Por fim a Veja ainda diz que o governo chavista está se armando para violentar o povo venezuelano quando este se voltar contra ele. Se o chavisamo seguir o caminho stalinista da burocratização e da centralização excessiva isso até poderá se tornar uma hipótese futura. Mas o mais incrível é como os jornalistas da Veja se esquecem que o governo eleito, democraticamente, de Chávez, passou por uma tentativa de Golpe de Estado em 2002, apoiado, publicamente, pela elite "liberal" Venezuelana e pela CIA e os "democratas" do governo dos EUA. Então, tudo indica que o governo de Chavez está se armando contra esses dois agentes sociais específicos e não contra o povo venezuelano.

Contudo, os socialistas não devem praticar idolatrias. Mesmo apoiando o governo de Chávez até o momento, sou radicalmente contra as propostas de alterações constitucionais e realmente torço para que o povo da Venezuela vote, mais uma vez democraticamente, pelo veto de tais medidas. As mudanças constitucionais tem como objetivo permitir a aceleraração do processo de reformas sociais socialistas que vem sendo aprovadas pela maioria da população venezuelana. Porém, do modo que estão sendo propostas concentram em demasia o poder nas mãos do presidente Hugo Chávez, aumentando o risco de uma virada autoritária do movimento bolivariano, até então socialista e democrático.

Em níveis moderados a centralização do Estado pode facilitar que este atenda as demandas populares por serviços e políticas sociais fundamentais para uma sociedade verdadeiramente democrática.
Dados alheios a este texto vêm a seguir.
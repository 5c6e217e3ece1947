use crate::{
    engine::{Engine, ExecArgs, OpDesc, PrimitiveDesc, Role},
    error::{KernelError, LayerError},
    memory::MemoryDesc,
    signature::Signature,
};
use anyhow::Result;

#[derive(Debug)]
struct Operand {
    role: Role,
    user: MemoryDesc,
    primitive: MemoryDesc,
    /// Present iff the primitive layout differs from the user layout.
    scratch: Option<Vec<f32>>,
}

impl Operand {
    fn new(role: Role, primitive: &MemoryDesc) -> Self {
        let user = primitive.to_plain();
        let scratch = if &user != primitive {
            Some(vec![0f32; primitive.len()])
        } else {
            None
        };
        Self {
            role,
            user,
            primitive: primitive.clone(),
            scratch,
        }
    }
    fn check_len(&self, actual: usize) -> Result<(), LayerError> {
        let expected = self.user.len();
        if actual != expected {
            return Err(LayerError::BufferSize {
                role: self.role,
                expected,
                actual,
            });
        }
        Ok(())
    }
}

/// A primitive with its resolved reorders.
///
/// Built once per layer and path, the reorder decisions never change afterwards.
#[derive(Debug)]
pub struct Plan {
    pd: PrimitiveDesc,
    inputs: Vec<Operand>,
    outputs: Vec<Operand>,
}

impl Plan {
    /// Builds the primitive descriptor for `op` and resolves reorders of plain caller buffers.
    ///
    /// **Errors**
    /// The engine does not support `op`.
    pub(crate) fn new(
        engine: &dyn Engine,
        op: &OpDesc,
        hint: Option<&PrimitiveDesc>,
        signature: &Signature,
    ) -> Result<Self> {
        let pd = engine.primitive_desc(op, hint)?;
        let operand = |role: Role| -> Result<Operand, KernelError> {
            let md = pd
                .memory_desc(role)
                .ok_or(KernelError::MissingArgument(role))?;
            Ok(Operand::new(role, md))
        };
        let inputs = op
            .inputs()
            .into_iter()
            .map(operand)
            .collect::<Result<Vec<_>, _>>()?;
        let outputs = op
            .outputs()
            .into_iter()
            .map(operand)
            .collect::<Result<Vec<_>, _>>()?;
        let plan = Self {
            pd,
            inputs,
            outputs,
        };
        log::debug!(
            "{signature} {:?} plan, reorders: {:?}",
            op.prop(),
            plan.reorders()
        );
        Ok(plan)
    }
    /// The primitive descriptor.
    pub fn primitive_desc(&self) -> &PrimitiveDesc {
        &self.pd
    }
    /// Roles whose buffers are reordered on each execution.
    pub fn reorders(&self) -> Vec<Role> {
        self.inputs
            .iter()
            .chain(&self.outputs)
            .filter(|operand| operand.scratch.is_some())
            .map(|operand| operand.role)
            .collect()
    }
    /// Executes the primitive over plain caller buffers.
    ///
    /// Inputs are matched by role, `outputs` must be in the order of [`OpDesc::outputs()`].
    ///
    /// **Errors**
    /// - A buffer is missing or has the wrong length.
    /// - The kernel failed.
    pub(crate) fn execute(
        &mut self,
        engine: &dyn Engine,
        inputs: &[(Role, &[f32])],
        outputs: &mut [(Role, &mut [f32])],
    ) -> Result<()> {
        let find = |role: Role| {
            inputs
                .iter()
                .find_map(|(r, data)| if *r == role { Some(*data) } else { None })
                .ok_or(KernelError::MissingArgument(role))
        };
        for operand in self.inputs.iter_mut() {
            let data = find(operand.role)?;
            operand.check_len(data.len())?;
            if let Some(scratch) = operand.scratch.as_mut() {
                engine.reorder(&operand.user, data, &operand.primitive, scratch)?;
            }
        }
        if let Some(operand) = self.outputs.get(outputs.len()) {
            return Err(KernelError::MissingArgument(operand.role).into());
        }
        for (operand, (role, data)) in self.outputs.iter().zip(outputs.iter()) {
            if operand.role != *role {
                return Err(KernelError::MissingArgument(operand.role).into());
            }
            operand.check_len(data.len())?;
        }
        let mut args = ExecArgs::default();
        for operand in self.inputs.iter() {
            let data = match operand.scratch.as_ref() {
                Some(scratch) => scratch.as_slice(),
                None => find(operand.role)?,
            };
            args.input(operand.role, data);
        }
        for (operand, (_, data)) in self.outputs.iter_mut().zip(outputs.iter_mut()) {
            let data = match operand.scratch.as_mut() {
                Some(scratch) => scratch.as_mut_slice(),
                None => &mut **data,
            };
            args.output(operand.role, data);
        }
        engine.execute(&self.pd, args)?;
        for (operand, (_, data)) in self.outputs.iter().zip(outputs.iter_mut()) {
            if let Some(scratch) = operand.scratch.as_ref() {
                engine.reorder(&operand.primitive, scratch, &operand.user, data)?;
            }
        }
        Ok(())
    }
}

/// Takes the plan out of `slot`, building it with `f` on first use.
pub(crate) fn ensure<'a>(
    slot: &'a mut Option<Plan>,
    f: impl FnOnce() -> Result<Plan>,
) -> Result<&'a mut Plan> {
    let plan = match slot.take() {
        Some(plan) => plan,
        None => f()?,
    };
    Ok(slot.insert(plan))
}

#[cfg(test)]
mod tests {
    use super::*;
    use crate::{
        engine::{HostEngine, Propagation},
        signature::Kind,
    };

    fn relu4d(dims: [usize; 4]) -> OpDesc {
        OpDesc::Relu {
            prop: Propagation::Forward,
            dims: dims.to_vec(),
        }
    }

    #[test]
    fn plain_plan_has_no_reorders() {
        let engine = HostEngine::default();
        let signature = Signature::builder(Kind::Relu4d).build();
        let mut plan = Plan::new(&engine, &relu4d([1, 2, 1, 2]), None, &signature).unwrap();
        assert!(plan.reorders().is_empty());
        let x = [-1f32, 1., -2., 2.];
        let mut y = [0f32; 4];
        plan.execute(&engine, &[(Role::Src, &x[..])], &mut [(Role::Dst, &mut y[..])])
            .unwrap();
        assert_eq!(y, [0., 1., 0., 2.]);
    }

    #[test]
    fn buffer_size_checked() {
        let engine = HostEngine::default();
        let signature = Signature::builder(Kind::Relu4d).build();
        let mut plan = Plan::new(&engine, &relu4d([1, 2, 1, 2]), None, &signature).unwrap();
        let x = [0f32; 4];
        let mut y = [0f32; 3];
        let error = plan
            .execute(&engine, &[(Role::Src, &x[..])], &mut [(Role::Dst, &mut y[..])])
            .unwrap_err();
        let error = error.downcast_ref::<LayerError>().unwrap();
        assert!(matches!(
            error,
            LayerError::BufferSize {
                role: Role::Dst,
                expected: 4,
                actual: 3,
            }
        ));
    }

    #[test]
    fn ensure_builds_once() {
        let mut slot = None;
        let engine = HostEngine::default();
        let signature = Signature::builder(Kind::Relu4d).build();
        let build = || Plan::new(&engine, &relu4d([1, 1, 1, 1]), None, &signature);
        ensure(&mut slot, build).unwrap();
        ensure(&mut slot, || unreachable!()).unwrap();
        assert_eq!(engine.primitive_descs_built(), 1);
    }
}
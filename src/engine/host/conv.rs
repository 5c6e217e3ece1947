use super::{load, store};
use crate::{
    engine::{ConvDesc, ExecArgs, PrimitiveDesc, Propagation, Role},
    error::KernelError,
};
use ndarray::{Array1, Array4, ArrayView4, Axis, Ix1, Ix4, Zip};

/// Output size of a strided window over a padded input.
pub(super) fn output_size(
    input: usize,
    kernel: usize,
    stride: usize,
    pad_l: usize,
    pad_r: usize,
) -> Option<usize> {
    if stride == 0 || kernel == 0 {
        return None;
    }
    let padded = input.checked_add(pad_l)?.checked_add(pad_r)?;
    Some(padded.checked_sub(kernel)? / stride + 1)
}

/// Input position of output `o` and kernel offset `k`, if it is not padding.
fn input_index(o: usize, k: usize, stride: usize, pad: usize, input: usize) -> Option<usize> {
    (o * stride + k).checked_sub(pad).filter(|i| *i < input)
}

/// Output position covering input `i` with kernel offset `k`, if any.
fn output_index(i: usize, k: usize, stride: usize, pad: usize, output: usize) -> Option<usize> {
    let t = (i + pad).checked_sub(k)?;
    if t % stride == 0 && t / stride < output {
        Some(t / stride)
    } else {
        None
    }
}

pub(super) fn check(desc: &ConvDesc, deconv: bool) -> Result<(), KernelError> {
    let ConvDesc {
        src,
        weights,
        dst,
        strides,
        padding_l,
        padding_r,
        ..
    } = desc;
    let unsupported = |reason: &str| {
        Err(KernelError::Unsupported(format!(
            "{} {reason}: {desc:?}",
            if deconv {
                "deconvolution"
            } else {
                "convolution"
            }
        )))
    };
    if src.iter().chain(weights).chain(dst).any(|d| *d == 0) {
        return unsupported("with zero sized dims");
    }
    if src[0] != dst[0] {
        return unsupported("batch mismatch");
    }
    let (src_channels, dst_channels) = if deconv {
        (weights[0], weights[1])
    } else {
        (weights[1], weights[0])
    };
    if src[1] != src_channels || dst[1] != dst_channels {
        return unsupported("channel mismatch");
    }
    for i in 0..2 {
        // deconvolution is checked as the convolution from dst to src
        let (input, output) = if deconv {
            (dst[2 + i], src[2 + i])
        } else {
            (src[2 + i], dst[2 + i])
        };
        if output_size(input, weights[2 + i], strides[i], padding_l[i], padding_r[i])
            != Some(output)
        {
            return unsupported("output size mismatch");
        }
    }
    Ok(())
}

fn forward(
    x: ArrayView4<f32>,
    w: ArrayView4<f32>,
    desc: &ConvDesc,
    dst: [usize; 4],
) -> Array4<f32> {
    let (kh, kw) = (w.dim().2, w.dim().3);
    let (ih, iw) = (x.dim().2, x.dim().3);
    let [sy, sx] = desc.strides;
    let [py, px] = desc.padding_l;
    let mut y = Array4::zeros(dst);
    Zip::indexed(&mut y).par_for_each(|(n, o, oh, ow), y| {
        let mut acc = 0f32;
        for i in 0..x.dim().1 {
            for ky in 0..kh {
                let Some(h) = input_index(oh, ky, sy, py, ih) else {
                    continue;
                };
                for kx in 0..kw {
                    if let Some(w_) = input_index(ow, kx, sx, px, iw) {
                        acc += x[[n, i, h, w_]] * w[[o, i, ky, kx]];
                    }
                }
            }
        }
        *y = acc;
    });
    y
}

fn backward_data(
    dy: ArrayView4<f32>,
    w: ArrayView4<f32>,
    desc: &ConvDesc,
    src: [usize; 4],
) -> Array4<f32> {
    let (kh, kw) = (w.dim().2, w.dim().3);
    let (oh, ow) = (dy.dim().2, dy.dim().3);
    let [sy, sx] = desc.strides;
    let [py, px] = desc.padding_l;
    let mut dx = Array4::zeros(src);
    Zip::indexed(&mut dx).par_for_each(|(n, i, h, w_), dx| {
        let mut acc = 0f32;
        for o in 0..dy.dim().1 {
            for ky in 0..kh {
                let Some(y) = output_index(h, ky, sy, py, oh) else {
                    continue;
                };
                for kx in 0..kw {
                    if let Some(x) = output_index(w_, kx, sx, px, ow) {
                        acc += dy[[n, o, y, x]] * w[[o, i, ky, kx]];
                    }
                }
            }
        }
        *dx = acc;
    });
    dx
}

fn backward_weights(
    x: ArrayView4<f32>,
    dy: ArrayView4<f32>,
    desc: &ConvDesc,
    weights: [usize; 4],
) -> Array4<f32> {
    let (ih, iw) = (x.dim().2, x.dim().3);
    let (oh, ow) = (dy.dim().2, dy.dim().3);
    let [sy, sx] = desc.strides;
    let [py, px] = desc.padding_l;
    let mut dw = Array4::zeros(weights);
    Zip::indexed(&mut dw).par_for_each(|(o, i, ky, kx), dw| {
        let mut acc = 0f32;
        for n in 0..x.dim().0 {
            for y in 0..oh {
                let Some(h) = input_index(y, ky, sy, py, ih) else {
                    continue;
                };
                for x_ in 0..ow {
                    if let Some(w_) = input_index(x_, kx, sx, px, iw) {
                        acc += dy[[n, o, y, x_]] * x[[n, i, h, w_]];
                    }
                }
            }
        }
        *dw = acc;
    });
    dw
}

fn add_bias(y: &mut Array4<f32>, b: &[f32]) {
    for (mut y, b) in y.axis_iter_mut(Axis(1)).zip(b) {
        y += *b;
    }
}

fn bias_grad(dy: ArrayView4<f32>) -> Array1<f32> {
    dy.sum_axis(Axis(3)).sum_axis(Axis(2)).sum_axis(Axis(0))
}

pub(super) fn convolution(
    pd: &PrimitiveDesc,
    prop: Propagation,
    desc: &ConvDesc,
    mut args: ExecArgs,
) -> Result<(), KernelError> {
    match prop {
        Propagation::Forward => {
            let x = load::<Ix4>(pd, &args, Role::Src)?;
            let w = load::<Ix4>(pd, &args, Role::Weights)?;
            let mut y = forward(x.view(), w.view(), desc, desc.dst);
            if desc.bias {
                add_bias(&mut y, args.get(Role::Bias)?);
            }
            store(pd, &mut args, Role::Dst, y)
        }
        Propagation::BackwardData => {
            let w = load::<Ix4>(pd, &args, Role::Weights)?;
            let dy = load::<Ix4>(pd, &args, Role::DiffDst)?;
            let dx = backward_data(dy.view(), w.view(), desc, desc.src);
            store(pd, &mut args, Role::DiffSrc, dx)
        }
        Propagation::BackwardWeights => {
            let x = load::<Ix4>(pd, &args, Role::Src)?;
            let dy = load::<Ix4>(pd, &args, Role::DiffDst)?;
            let dw = backward_weights(x.view(), dy.view(), desc, desc.weights);
            store(pd, &mut args, Role::DiffWeights, dw)?;
            if desc.bias {
                store::<Ix1>(pd, &mut args, Role::DiffBias, bias_grad(dy.view()))?;
            }
            Ok(())
        }
    }
}

/// Transposed convolution.
///
/// Weights are `(src channels, dst channels, kh, kw)`, so the forward pass is the data gradient of a convolution
/// from `dst` to `src` and vice versa.
pub(super) fn deconvolution(
    pd: &PrimitiveDesc,
    prop: Propagation,
    desc: &ConvDesc,
    mut args: ExecArgs,
) -> Result<(), KernelError> {
    match prop {
        Propagation::Forward => {
            let x = load::<Ix4>(pd, &args, Role::Src)?;
            let w = load::<Ix4>(pd, &args, Role::Weights)?;
            let mut y = backward_data(x.view(), w.view(), desc, desc.dst);
            if desc.bias {
                add_bias(&mut y, args.get(Role::Bias)?);
            }
            store(pd, &mut args, Role::Dst, y)
        }
        Propagation::BackwardData => {
            let w = load::<Ix4>(pd, &args, Role::Weights)?;
            let dy = load::<Ix4>(pd, &args, Role::DiffDst)?;
            let dx = forward(dy.view(), w.view(), desc, desc.src);
            store(pd, &mut args, Role::DiffSrc, dx)
        }
        Propagation::BackwardWeights => {
            let x = load::<Ix4>(pd, &args, Role::Src)?;
            let dy = load::<Ix4>(pd, &args, Role::DiffDst)?;
            let dw = backward_weights(dy.view(), x.view(), desc, desc.weights);
            store(pd, &mut args, Role::DiffWeights, dw)?;
            if desc.bias {
                store::<Ix1>(pd, &mut args, Role::DiffBias, bias_grad(dy.view()))?;
            }
            Ok(())
        }
    }
}
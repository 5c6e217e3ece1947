use super::{invalid_shape, plan, positive, Layer, Plan};
use crate::{
    engine::{Engine, OpDesc, Propagation, Role},
    factory::{LayerFactory, Store},
    signature::{Kind, Signature},
};
use anyhow::Result;
#[cfg(feature = "serde")]
use serde::{Deserialize, Serialize};

/// Shape parameters of [`Lrn`].
#[derive(Clone, Debug, PartialEq)]
#[cfg_attr(feature = "serde", derive(Serialize, Deserialize))]
pub struct LrnParams {
    /// Input dims `(n, c, h, w)`.
    pub x: [usize; 4],
    /// Channels in the window.
    pub n: usize,
    /// Offset.
    pub k: f64,
    /// Scale of the sum of squares.
    pub alpha: f64,
    /// Exponent.
    pub beta: f64,
}

impl LrnParams {
    /// Parameters for input `x`.
    ///
    /// Defaults: `n = 5, k = 2, alpha = 1e-4, beta = 0.75`.
    pub fn new(x: [usize; 4]) -> Self {
        Self {
            x,
            n: 5,
            k: 2.,
            alpha: 1e-4,
            beta: 0.75,
        }
    }
    /// With `n`, `k`, `alpha`, and `beta`.
    pub fn with_window(self, n: usize, k: f64, alpha: f64, beta: f64) -> Self {
        Self {
            n,
            k,
            alpha,
            beta,
            ..self
        }
    }
}

/// Local response normalization across channels.
///
/// `y = x / (k + alpha * sum(x^2))^beta`, summing over the `n` channels centered on each element.
#[derive(Debug)]
pub struct Lrn {
    params: LrnParams,
    signature: Signature,
    forward: Option<Plan>,
    backward: Option<Plan>,
}

impl Lrn {
    fn op(&self, prop: Propagation) -> OpDesc {
        let LrnParams {
            x,
            n,
            k,
            alpha,
            beta,
        } = self.params;
        OpDesc::Lrn {
            prop,
            src: x,
            local_size: n,
            alpha,
            beta,
            k,
        }
    }
    fn forward(&mut self, engine: &dyn Engine, x: &[f32], y: &mut [f32]) -> Result<()> {
        let op = self.op(Propagation::Forward);
        let signature = &self.signature;
        let plan = plan::ensure(&mut self.forward, || {
            Plan::new(engine, &op, None, signature)
        })?;
        plan.execute(engine, &[(Role::Src, x)], &mut [(Role::Dst, y)])
    }
    fn backward(
        &mut self,
        engine: &dyn Engine,
        x: &[f32],
        gy: &[f32],
        gx: &mut [f32],
    ) -> Result<()> {
        let op = self.op(Propagation::BackwardData);
        let signature = &self.signature;
        let hint = self.forward.as_ref().map(Plan::primitive_desc);
        let plan = plan::ensure(&mut self.backward, || {
            Plan::new(engine, &op, hint, signature)
        })?;
        plan.execute(
            engine,
            &[(Role::Src, x), (Role::DiffDst, gy)],
            &mut [(Role::DiffSrc, gx)],
        )
    }
    /// Computes `y` with the cached layer for `params`, creating it on first use.
    ///
    /// **Errors**
    /// - [`LayerError::InvalidShape`](crate::error::LayerError::InvalidShape)
    /// - [`LayerError::BufferSize`](crate::error::LayerError::BufferSize)
    /// - The engine failed.
    pub fn do_forward(
        factory: &LayerFactory,
        params: &LrnParams,
        x: &[f32],
        y: &mut [f32],
    ) -> Result<()> {
        let layer = factory.get_or_create::<Self>(params)?;
        let mut layer = layer.lock();
        layer.forward(factory.engine(), x, y)
    }
    /// Computes `gx` with the cached layer for `params`, creating it on first use.
    ///
    /// **Errors**
    /// See [`do_forward()`](Self::do_forward).
    pub fn do_backward(
        factory: &LayerFactory,
        params: &LrnParams,
        x: &[f32],
        gy: &[f32],
        gx: &mut [f32],
    ) -> Result<()> {
        let layer = factory.get_or_create::<Self>(params)?;
        let mut layer = layer.lock();
        layer.backward(factory.engine(), x, gy, gx)
    }
}

impl Layer for Lrn {
    type Params = LrnParams;
    const KIND: Kind = Kind::Lrn;
    fn signature(params: &LrnParams) -> Signature {
        Signature::builder(Self::KIND)
            .dims(&params.x)
            .dim(params.n)
            .double(params.k)
            .double(params.alpha)
            .double(params.beta)
            .build()
    }
    fn new(params: &LrnParams) -> Result<Self> {
        positive(Self::KIND, "x", &params.x)?;
        if params.n == 0 {
            return Err(invalid_shape(Self::KIND, "n must be positive"));
        }
        if ![params.k, params.alpha, params.beta]
            .iter()
            .all(|x| x.is_finite())
        {
            return Err(invalid_shape(
                Self::KIND,
                format!("non finite coefficients {params:?}"),
            ));
        }
        Ok(Self {
            params: params.clone(),
            signature: Self::signature(params),
            forward: None,
            backward: None,
        })
    }
    fn store(factory: &LayerFactory) -> &Store<Self> {
        &factory.lrn
    }
    fn params(&self) -> &LrnParams {
        &self.params
    }
    fn forward_plan(&self) -> Option<&Plan> {
        self.forward.as_ref()
    }
    fn is_backward_ready(&self) -> bool {
        self.backward.is_some()
    }
}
Mas em níveis exagerados a centralização sufoca as ações da sociedade civil e as demandas da opinião pública. O Estado deixa de existir para o povo e passa a existir para si. Medidas como o controle do Banco Central pelo poder público são fundamentais para se romper com a ditadura econômica e tecnocrática dos "neoliberais" (eufemismo para conservadores que acham que o povo não deve dar opinião sobre a organização econômica). Se o povo eleger, democraticamente, Chávez por mais um mandato, ok, afinal ele já simboliza o processo de mudança social efetivo por que passa a Venezuela. Mas para que ele não se torne um ditador é fundamental que os autogovernos comunais sejam criados pelo povo e não impostos pelo presidente e que este não tenha o poder de decretar "estado de exceção" quando quiser e bem entender, acabando com as garantias dos direitos civis e a liberdade de imprensa - numa democracia é fundamental que a oposição possa ter voz, seja nas escolas, nas ruas ou na assembléia federal (e desta ela desistiu de participar por livre e espontânea vontade).

A Venezuela já é uma nova experiência socialista. Tem a oportunidade de não repetir os erros da experiência fracassada do "Leste europeu" e ser uma alternativa ao imperial capitalismo contemporâneo, socialmente e ecologicamente insustentável. O socialismo do século XXI tem reais condições para se tornar uma alternativa efetiva à civilização capitalista, mas para isso não poderá repetir os conhecidos erros do passado.

Um comentário:

Fique simples. disse...

muito bom o seu texto.Finalmente consegui ler algo sem parcialidade,e que exemplifica a real situação sem interesses.Muito bom.